* _What this task involves_: Wherever a line below holds the word "message", copy that line.

[Stored data entries]
# # #

//! Version store capability and the default git driver.
//!
//! The engine only needs three operations: idempotent repo initialization,
//! stage-all commits, and a per-commit changed-path summary. Everything is
//! shelled out to `git`; no libgit bindings.

use std::path::Path;

use anyhow::{anyhow, Context, Result};
use async_trait::async_trait;
use chrono::{DateTime, Utc};
use serde::{Deserialize, Serialize};
use tokio::process::Command;

const IGNORE_FILE: &str = "\
.elisa/logs/
.elisa/status/
__pycache__/
node_modules/
*.pyc
.DS_Store
";

/// Produced per successful task commit. Deletion is not modeled.
#[derive(Debug, Clone, Serialize, Deserialize)]
pub struct CommitRecord {
    pub hash: String,
    pub short_hash: String,
    pub message: String,
    pub agent_name: String,
    pub task_id: String,
    pub timestamp: DateTime<Utc>,
    pub files: Vec<String>,
}

#[async_trait]
pub trait VersionStore: Send + Sync {
    /// Initialize a repository at `path`. Safe to call repeatedly. Seeds a
    /// README when absent and creates the initial commit if and only if
    /// there are staged files.
    async fn init_repo(&self, path: &Path, goal: &str) -> Result<()>;

    /// Stage everything and commit. Returns `None` when nothing is staged.
    async fn commit(
        &self,
        path: &Path,
        message: &str,
        agent_name: &str,
        task_id: &str,
    ) -> Result<Option<CommitRecord>>;

    /// Paths changed by a commit. Empty for the first commit (no parent).
    async fn diff_summary(&self, path: &Path, sha: &str) -> Result<Vec<String>>;
}

/// Default store driving the system `git` binary.
pub struct GitStore;

impl GitStore {
    async fn run(path: &Path, args: &[&str]) -> Result<std::process::Output> {
        let output = Command::new("git")
            .args([
                "-c",
                "user.name=Elisa Build",
                "-c",
                "user.email=build@elisa.local",
            ])
            .args(args)
            .current_dir(path)
            .output()
            .await
            .with_context(|| format!("failed to run git in {}", path.display()))?;
        Ok(output)
    }

    async fn run_checked(path: &Path, args: &[&str]) -> Result<String> {
        let output = Self::run(path, args).await?;
        if !output.status.success() {
            let stderr = String::from_utf8_lossy(&output.stderr);
            let detail = stderr.trim();
            return Err(anyhow!(
                "git {} failed: {}",
                args.first().copied().unwrap_or(""),
                if detail.is_empty() {
                    "unknown error"
                } else {
                    detail
                }
            ));
        }
        Ok(String::from_utf8_lossy(&output.stdout).trim().to_string())
    }

    /// True when the index has staged changes.
    async fn has_staged(path: &Path) -> Result<bool> {
        let output = Self::run(path, &["diff", "--cached", "--quiet"]).await?;
        Ok(!output.status.success())
    }
}

#[async_trait]
impl VersionStore for GitStore {
    async fn init_repo(&self, path: &Path, goal: &str) -> Result<()> {
        if !path.join(".git").exists() {
            Self::run_checked(path, &["init", "--initial-branch=main"]).await?;
        }

        let ignore = path.join(".gitignore");
        if !ignore.exists() {
            tokio::fs::write(&ignore, IGNORE_FILE).await?;
        }

        let readme = path.join("README.md");
        if !readme.exists() {
            tokio::fs::write(&readme, format!("# {}\n\nBuilt with Elisa.\n", goal)).await?;
        }

        Self::run_checked(path, &["add", "-A"]).await?;
        if Self::has_staged(path).await? {
            Self::run_checked(path, &["commit", "-m", "Initialize workspace"]).await?;
        }
        Ok(())
    }

    async fn commit(
        &self,
        path: &Path,
        message: &str,
        agent_name: &str,
        task_id: &str,
    ) -> Result<Option<CommitRecord>> {
        Self::run_checked(path, &["add", "-A"]).await?;
        if !Self::has_staged(path).await? {
            return Ok(None);
        }

        Self::run_checked(path, &["commit", "-m", message]).await?;
        let hash = Self::run_checked(path, &["rev-parse", "HEAD"]).await?;
        let files = self.diff_summary(path, &hash).await.unwrap_or_default();

        Ok(Some(CommitRecord {
            short_hash: hash.chars().take(8).collect(),
            hash,
            message: message.to_string(),
            agent_name: agent_name.to_string(),
            task_id: task_id.to_string(),
            timestamp: Utc::now(),
            files,
        }))
    }

    async fn diff_summary(&self, path: &Path, sha: &str) -> Result<Vec<String>> {
        // Root commits have no parent; diff-tree prints nothing for them.
        let stdout =
            Self::run_checked(path, &["diff-tree", "--no-commit-id", "--name-only", "-r", sha])
                .await?;
        Ok(stdout
            .lines()
            .map(str::trim)
            .filter(|l| !l.is_empty())
            .map(String::from)
            .collect())
    }
}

# # #

* _Expected answer_:
    pub message: String,
        message: &str,
        message: &str,
        Self::run_checked(path, &["commit", "-m", message]).await?;
            message: message.to_string(),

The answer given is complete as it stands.